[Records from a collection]
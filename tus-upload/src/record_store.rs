use std::collections::HashMap;
use std::sync::Arc;

use async_trait::async_trait;
use parking_lot::RwLock;

use crate::{UploadId, UploadRecord, UploadResult};

/// Storage for upload records.
///
/// Whole-record reads and writes only: callers read, modify and `put` the full
/// record back while holding the upload's lock.
#[async_trait]
pub trait UploadRecordStore: Send + Sync {
    /// Get a record, `None` if unknown
    async fn get(&self, id: &UploadId) -> UploadResult<Option<UploadRecord>>;

    /// Insert or fully replace a record
    async fn put(&self, record: UploadRecord) -> UploadResult<()>;

    /// Remove a record; removing an unknown id is not an error
    async fn delete(&self, id: &UploadId) -> UploadResult<()>;
}

/// In-memory record store, lives as long as the process
#[derive(Clone, Default)]
pub struct MemoryRecordStore {
    records: Arc<RwLock<HashMap<UploadId, UploadRecord>>>,
}

impl MemoryRecordStore {
    pub fn new() -> Self {
        Self::default()
    }

    pub fn len(&self) -> usize {
        self.records.read().len()
    }

    pub fn is_empty(&self) -> bool {
        self.records.read().is_empty()
    }
}

#[async_trait]
impl UploadRecordStore for MemoryRecordStore {
    async fn get(&self, id: &UploadId) -> UploadResult<Option<UploadRecord>> {
        Ok(self.records.read().get(id).cloned())
    }

    async fn put(&self, record: UploadRecord) -> UploadResult<()> {
        self.records.write().insert(record.id.clone(), record);
        Ok(())
    }

    async fn delete(&self, id: &UploadId) -> UploadResult<()> {
        self.records.write().remove(id);
        Ok(())
    }
}
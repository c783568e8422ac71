use axum::{
    http::{HeaderValue, StatusCode},
    response::{IntoResponse, Response},
    Json,
};
use tus_core::errors::{ErrorKind, TusError};
use tus_upload::UploadError;

use crate::headers::UPLOAD_OFFSET;

#[derive(Debug)]
pub struct TusAxumError(pub anyhow::Error);

impl From<anyhow::Error> for TusAxumError {
    fn from(e: anyhow::Error) -> Self {
        Self(e)
    }
}

impl From<TusError> for TusAxumError {
    fn from(e: TusError) -> Self {
        Self(e.into_anyhow())
    }
}

impl From<UploadError> for TusAxumError {
    fn from(e: UploadError) -> Self {
        TusError::from(e).into()
    }
}

impl IntoResponse for TusAxumError {
    fn into_response(self) -> Response {
        // If it's a TusError (even if wrapped by anyhow contexts), keep its kind and data
        if let Some(tus) = self.0.chain().find_map(|e| e.downcast_ref::<TusError>()) {
            if tus.kind == ErrorKind::GeneralError {
                tracing::error!(error = ?self.0, "Upload request failed");
            }
            return error_response(&tus.sanitize_for_client());
        }

        // Fallback: wrap any non-TusError as a TusError::GeneralError
        tracing::error!(error = ?self.0, "Unhandled error");
        error_response(&TusError::general_error(self.0.to_string()).sanitize_for_client())
    }
}

/// JSON error body, plus the server's offset when the error carries one
pub(crate) fn error_response(tus: &TusError) -> Response {
    let status = StatusCode::from_u16(tus.code()).unwrap_or(StatusCode::INTERNAL_SERVER_ERROR);
    let mut response = (status, Json(tus.to_json())).into_response();

    if let Some(offset) = tus
        .data
        .as_ref()
        .and_then(|data| data.get("offset"))
        .and_then(|offset| offset.as_u64())
    {
        response
            .headers_mut()
            .insert(UPLOAD_OFFSET, HeaderValue::from(offset));
    }
    response
}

About this exercise » Without omission, return all of the records exactly as given.

Solution to this problem »
filename tus-upload/src/record_store.rs
use std::collections::HashMap;
use std::sync::Arc;

use async_trait::async_trait;
use parking_lot::RwLock;

use crate::{UploadId, UploadRecord, UploadResult};

/// Storage for upload records.
///
/// Whole-record reads and writes only: callers read, modify and `put` the full
/// record back while holding the upload's lock.
#[async_trait]
pub trait UploadRecordStore: Send + Sync {
    /// Get a record, `None` if unknown
    async fn get(&self, id: &UploadId) -> UploadResult<Option<UploadRecord>>;

    /// Insert or fully replace a record
    async fn put(&self, record: UploadRecord) -> UploadResult<()>;

    /// Remove a record; removing an unknown id is not an error
    async fn delete(&self, id: &UploadId) -> UploadResult<()>;
}

/// In-memory record store, lives as long as the process
#[derive(Clone, Default)]
pub struct MemoryRecordStore {
    records: Arc<RwLock<HashMap<UploadId, UploadRecord>>>,
}

impl MemoryRecordStore {
    pub fn new() -> Self {
        Self::default()
    }

    pub fn len(&self) -> usize {
        self.records.read().len()
    }

    pub fn is_empty(&self) -> bool {
        self.records.read().is_empty()
    }
}

#[async_trait]
impl UploadRecordStore for MemoryRecordStore {
    async fn get(&self, id: &UploadId) -> UploadResult<Option<UploadRecord>> {
        Ok(self.records.read().get(id).cloned())
    }

    async fn put(&self, record: UploadRecord) -> UploadResult<()> {
        self.records.write().insert(record.id.clone(), record);
        Ok(())
    }

    async fn delete(&self, id: &UploadId) -> UploadResult<()> {
        self.records.write().remove(id);
        Ok(())
    }
}
repository c783568e8422ac71
use axum::{
    http::{HeaderValue, StatusCode},
    response::{IntoResponse, Response},
    Json,
};
use tus_core::errors::{ErrorKind, TusError};
use tus_upload::UploadError;

use crate::headers::UPLOAD_OFFSET;

#[derive(Debug)]
pub struct TusAxumError(pub anyhow::Error);

impl From<anyhow::Error> for TusAxumError {
    fn from(e: anyhow::Error) -> Self {
        Self(e)
    }
}

impl From<TusError> for TusAxumError {
    fn from(e: TusError) -> Self {
        Self(e.into_anyhow())
    }
}

impl From<UploadError> for TusAxumError {
    fn from(e: UploadError) -> Self {
        TusError::from(e).into()
    }
}

impl IntoResponse for TusAxumError {
    fn into_response(self) -> Response {
        // If it's a TusError (even if wrapped by anyhow contexts), keep its kind and data
        if let Some(tus) = self.0.chain().find_map(|e| e.downcast_ref::<TusError>()) {
            if tus.kind == ErrorKind::GeneralError {
                tracing::error!(error = ?self.0, "Upload request failed");
            }
            return error_response(&tus.sanitize_for_client());
        }

        // Fallback: wrap any non-TusError as a TusError::GeneralError
        tracing::error!(error = ?self.0, "Unhandled error");
        error_response(&TusError::general_error(self.0.to_string()).sanitize_for_client())
    }
}

/// JSON error body, plus the server's offset when the error carries one
pub(crate) fn error_response(tus: &TusError) -> Response {
    let status = StatusCode::from_u16(tus.code()).unwrap_or(StatusCode::INTERNAL_SERVER_ERROR);
    let mut response = (status, Json(tus.to_json())).into_response();

    if let Some(offset) = tus
        .data
        .as_ref()
        .and_then(|data| data.get("offset"))
        .and_then(|offset| offset.as_u64())
    {
        response
            .headers_mut()
            .insert(UPLOAD_OFFSET, HeaderValue::from(offset));
    }
    response
}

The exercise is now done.